Colheita de células – ficando cultural

Peter Rose, da Alfa Laval, analisa uma das áreas de crescimento da filtração e separação biofarmacêutica: a colheita de células de mamíferos para produzir novos medicamentos e medicamentos. O artigo examina as origens da tecnologia utilizada neste setor da indústria e considera os desenvolvimentos recentes.

Nós – mamíferos – somos compostos de células. O reflexo que você enfrenta em um espelho pode parecer bastante sólido, mas o que você realmente vê são aproximadamente 10 trilhões de células divididas em cerca de 200 tipos diferentes. Esses grupos de células são bastante especializados: os fígados são feitos de células hepáticas, os músculos, de células musculares especializadas e assim por diante.

O cultivo e a colheita de células de mamíferos fora do corpo e no laboratório ou na fábrica para produzir novos medicamentos e medicamentos é um dos braços mais interessantes da moderna indústria das ciências da vida. No entanto, por mais rebuscado que possa parecer, estes enormes avanços na ciência médica remontam a uma galinha que foi dissecada algures no final do século XIX; 1885 para ser mais preciso. Foi então que Wilhelm Roux conseguiu manter a placa medular do referido frango embrionário em solução salina morna durante vários dias e assim estabeleceu pela primeira vez o princípio da cultura de tecidos.
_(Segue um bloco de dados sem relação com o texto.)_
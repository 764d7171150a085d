// src/engine/orchestrator.rs

//! Whole-graph execution: batches of sub-rules, then the terminal rule.

use tracing::{debug, info, warn};

use crate::dag::{ready_rules, ResultStore, RuleGraph};
use crate::engine::concurrent::run_concurrent_rules;
use crate::engine::sequential::run_terminal_rule;
use crate::engine::ExecutionSettings;
use crate::errors::{Result, RuleflowError};
use crate::exec::{JobBackend, JobHandle};
use crate::types::RuleName;

/// Summary of a successful run.
#[derive(Debug, Clone)]
pub struct RunReport {
    /// Sub-rule batches in the order they ran.
    pub batches: Vec<Vec<RuleName>>,
    /// The rule that ran last, on its own.
    pub terminal: RuleName,
    pub terminal_job: JobHandle,
}

impl RunReport {
    /// Every rule that ran, in execution order.
    pub fn executed(&self) -> Vec<RuleName> {
        self.batches
            .iter()
            .flatten()
            .cloned()
            .chain(std::iter::once(self.terminal.clone()))
            .collect()
    }
}

/// Execute the graph rooted at `root`.
///
/// All sub-rules run in concurrent batches, each batch holding the rules
/// whose sub-rules have produced outputs. Once every sub-rule is done the
/// root runs on its own, after which the sub-rule jobs are released.
///
/// The run is all-or-nothing: the first failure stops it and is returned
/// unchanged, after a best-effort release of the sub-rule jobs that had
/// already completed.
pub async fn execute_rule<G, B>(
    graph: &G,
    root: &str,
    backend: &mut B,
    settings: &ExecutionSettings,
) -> Result<RunReport>
where
    G: RuleGraph + ?Sized,
    B: JobBackend + ?Sized,
{
    let mut run = GraphRun::new(graph, root)?;

    info!(
        root = %run.terminal(),
        sub_rules = run.pending().len(),
        "executing rule graph"
    );

    while !run.is_done() {
        if let Err(err) = run.step_batch(backend, settings).await {
            release_best_effort(backend, run.sub_jobs()).await;
            return Err(err);
        }
    }

    run.finish(backend).await
}

/// One execution of a rule graph, driven a batch at a time.
///
/// [`execute_rule`] is the usual entry point; `GraphRun` exposes the same
/// steps so callers (and tests) can inspect the result store between
/// batches.
#[derive(Debug)]
pub struct GraphRun<'g, G: ?Sized> {
    graph: &'g G,
    terminal: RuleName,
    pending: Vec<RuleName>,
    store: ResultStore,
    sub_jobs: Vec<JobHandle>,
    batches: Vec<Vec<RuleName>>,
}

impl<'g, G> GraphRun<'g, G>
where
    G: RuleGraph + ?Sized,
{
    pub fn new(graph: &'g G, root: &str) -> Result<Self> {
        let mut pending = graph.flatten(root)?;
        let store = ResultStore::new(pending.iter().cloned());

        // `flatten` always yields at least `root`, and yields it last.
        let terminal = pending.pop().unwrap_or_else(|| root.to_string());

        Ok(Self {
            graph,
            terminal,
            pending,
            store,
            sub_jobs: Vec::new(),
            batches: Vec::new(),
        })
    }

    pub fn terminal(&self) -> &str {
        &self.terminal
    }

    /// Sub-rules that have not run yet.
    pub fn pending(&self) -> &[RuleName] {
        &self.pending
    }

    pub fn store(&self) -> &ResultStore {
        &self.store
    }

    /// Jobs of every completed batch, in start order.
    pub fn sub_jobs(&self) -> &[JobHandle] {
        &self.sub_jobs
    }

    pub fn batches(&self) -> &[Vec<RuleName>] {
        &self.batches
    }

    /// True once every sub-rule has run and only the terminal rule is left.
    pub fn is_done(&self) -> bool {
        self.pending.is_empty()
    }

    /// Run the next batch of ready sub-rules and record their outputs.
    ///
    /// On error nothing from the batch is recorded and `pending` is left
    /// unchanged; the jobs of a failed batch are already killed and released
    /// by the coordinator.
    pub async fn step_batch<B>(
        &mut self,
        backend: &mut B,
        settings: &ExecutionSettings,
    ) -> Result<Vec<RuleName>>
    where
        B: JobBackend + ?Sized,
    {
        let batch = ready_rules(&self.pending, self.graph, &self.store);
        if batch.is_empty() {
            return Err(RuleflowError::Unschedulable {
                pending: self.pending.clone(),
            });
        }

        info!(
            batch = self.batches.len() + 1,
            rules = ?batch,
            remaining = self.pending.len() - batch.len(),
            "running batch"
        );

        let outcome =
            run_concurrent_rules(&batch, self.graph, &self.store, backend, settings).await?;
        self.sub_jobs.extend(outcome.jobs);

        if let Some(rule) = outcome.results.keys().find(|r| self.store.is_recorded(r)) {
            return Err(RuleflowError::ResultAlreadyRecorded(rule.clone()));
        }
        for (rule, outputs) in outcome.results {
            self.store.record(&rule, outputs)?;
        }

        self.pending.retain(|rule| !batch.contains(rule));
        self.batches.push(batch.clone());
        Ok(batch)
    }

    /// Run the terminal rule, then release the sub-rule jobs.
    ///
    /// Expects [`GraphRun::is_done`]; a pending sub-rule would leave the
    /// terminal rule with missing inputs.
    pub async fn finish<B>(self, backend: &mut B) -> Result<RunReport>
    where
        B: JobBackend + ?Sized,
    {
        let terminal_job =
            match run_terminal_rule(&self.terminal, self.graph, &self.store, backend).await {
                Ok(job) => job,
                Err(err) => {
                    release_best_effort(backend, &self.sub_jobs).await;
                    return Err(err);
                }
            };

        release_all(backend, &self.sub_jobs).await?;

        info!(root = %self.terminal, batches = self.batches.len(), "rule graph completed");
        Ok(RunReport {
            batches: self.batches,
            terminal: self.terminal,
            terminal_job,
        })
    }
}

/// Release every job, continuing past failures; the first failure is
/// returned once all releases were attempted.
async fn release_all<B>(backend: &mut B, jobs: &[JobHandle]) -> Result<()>
where
    B: JobBackend + ?Sized,
{
    let mut first_err = None;

    for job in jobs {
        match backend.release(job).await {
            Ok(()) => debug!(job = %job, "released sub-rule job"),
            Err(e) => {
                warn!(job = %job, error = %e, "failed to release sub-rule job");
                first_err.get_or_insert(e);
            }
        }
    }

    match first_err {
        Some(e) => Err(e.into()),
        None => Ok(()),
    }
}

/// Release on the failure path. Errors are logged only; the caller is about
/// to return the error that caused the abort.
async fn release_best_effort<B>(backend: &mut B, jobs: &[JobHandle])
where
    B: JobBackend + ?Sized,
{
    if let Err(e) = release_all(backend, jobs).await {
        warn!(error = %e, "cleanup after failed run was incomplete");
    }
}
#![allow(dead_code)]

use std::collections::BTreeMap;

use ruleflow::config::{ConfigFile, ConfigSection, RawConfigFile, RuleConfig};
use ruleflow::dag::{Rule, RuleSet};

/// Builder for `ConfigFile` to simplify test setup.
pub struct ConfigFileBuilder {
    config: RawConfigFile,
}

impl ConfigFileBuilder {
    pub fn new() -> Self {
        Self {
            config: RawConfigFile {
                config: ConfigSection::default(),
                rule: BTreeMap::new(),
            },
        }
    }

    pub fn with_rule(mut self, name: &str, rule: RuleConfig) -> Self {
        self.config.rule.insert(name.to_string(), rule);
        self
    }

    pub fn root(mut self, name: &str) -> Self {
        self.config.config.root = Some(name.to_string());
        self
    }

    pub fn poll_interval_ms(mut self, ms: u64) -> Self {
        self.config.config.poll_interval_ms = ms;
        self
    }

    /// The unvalidated config, for tests that exercise validation.
    pub fn build_raw(self) -> RawConfigFile {
        self.config
    }

    pub fn build(self) -> ConfigFile {
        ConfigFile::try_from(self.config).expect("Failed to build valid config from builder")
    }
}

impl Default for ConfigFileBuilder {
    fn default() -> Self {
        Self::new()
    }
}

/// Builder for `RuleConfig`.
pub struct RuleConfigBuilder {
    rule: RuleConfig,
}

impl RuleConfigBuilder {
    pub fn new(cmd: &str) -> Self {
        Self {
            rule: RuleConfig {
                cmd: cmd.to_string(),
                sub_rules: vec![],
                sources: vec![],
                min_inputs: 0,
            },
        }
    }

    pub fn sub_rule(mut self, name: &str) -> Self {
        self.rule.sub_rules.push(name.to_string());
        self
    }

    pub fn source(mut self, source: &str) -> Self {
        self.rule.sources.push(source.to_string());
        self
    }

    pub fn min_inputs(mut self, n: usize) -> Self {
        self.rule.min_inputs = n;
        self
    }

    pub fn build(self) -> RuleConfig {
        self.rule
    }
}

/// A rule running `true` with the given sub-rules.
pub fn rule(name: &str, sub_rules: &[&str]) -> Rule {
    sub_rules
        .iter()
        .fold(Rule::new(name, "true"), |rule, sub| rule.with_sub_rule(*sub))
}

/// Shorthand for `RuleSet::from_rules`.
pub fn rule_set(rules: impl IntoIterator<Item = Rule>) -> RuleSet {
    RuleSet::from_rules(rules)
}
Seu trabalho foi levado a vários estágios por cientistas da John Hopkins Medical School e da Universidade de Yale durante a primeira década do século XX. Nas décadas de 1940 e 1950, os vírus cultivados em culturas celulares foram utilizados na fabricação de vacinas. As vacinas contra a poliomielite que finalmente eliminaram a ameaça da doença foram cultivadas em culturas de células de rins de macaco.

Hoje em dia, é claro, a produção de medicamentos com base em cultura de células é uma das áreas da biotecnologia que mais cresce. O seu rápido sucesso deve-se muito ao desenvolvimento paralelo de tecnologias para as três fases principais do crescimento da cultura celular: fermentação, colheita e purificação.

A colheita é realizada separando a cultura celular do meio de cultivo e diversas técnicas são utilizadas para realizar esta delicada operação; centrifugação, microfiltração, filtração em profundidade e filtração através de membranas de tamanho de poro absoluto. Das diferentes técnicas, a centrifugação é a mais comumente ampliada do nível de produção laboratorial para a produção industrial.

A centrifugação utiliza a diferença de densidade entre os sólidos e o fluido circundante e acelera a sedimentação que normalmente ocorreria durante a sedimentação. A maioria das aplicações industriais usa centrífugas de pilha de discos para remover células e detritos celulares do caldo nutriente. As centrífugas de pilha de discos oferecem operação contínua, tornando seu rendimento consistente com o desejo de limitar o tempo para operações de colheita.

Naturalmente, não é tão simples como parece. As células de mamíferos são organismos muito frágeis, portanto, embora uma centrífuga de pilha de discos torne o trabalho de separação relativamente fácil, o truque é fazê-lo com danos mínimos ao produto. A aceleração da matéria-prima rica em proteínas leva uma fração de segundo. Mas embora a velocidade seja essencial, não deve ocorrer à custa da destruição da membrana da parede celular altamente sensível ao cisalhamento, que libertaria proteínas intracelulares indesejáveis ​​no caldo – um processo conhecido como lise.

Ao evitar lise adicional durante a aceleração, é possível aumentar a capacidade do separador e, ao mesmo tempo, atingir o resultado de separação necessário. A purificação downstream das proteínas alvo também é simplificada e pode ser realizada em equipamentos mais compactos, gerando economias significativas no processo. O desafio, então, é alcançar a máxima eficiência de separação com o mínimo de interrupção do produto.

Assim como a cultura celular se desenvolveu a partir de origens relativamente humildes, o mesmo aconteceu com o equipamento usado para colhê-la. Na verdade, desde os primeiros estágios da ciência da cultura celular, quando a Alfa Laval trabalhou com líderes da indústria no desenvolvimento de fermentações de cultura celular em larga escala, logo se tornou óbvio que as características da cultura celular exigiam designs de separadores extremamente suaves. Eles recorreram ao fuso oco, que teve sua origem em conceitos originalmente desenvolvidos para a indústria de laticínios, onde o toque suave era usado para evitar que as partículas de gordura do leite se separassem durante a aceleração. Décadas depois, a mesma tecnologia é a pedra angular no processamento moderno de culturas celulares.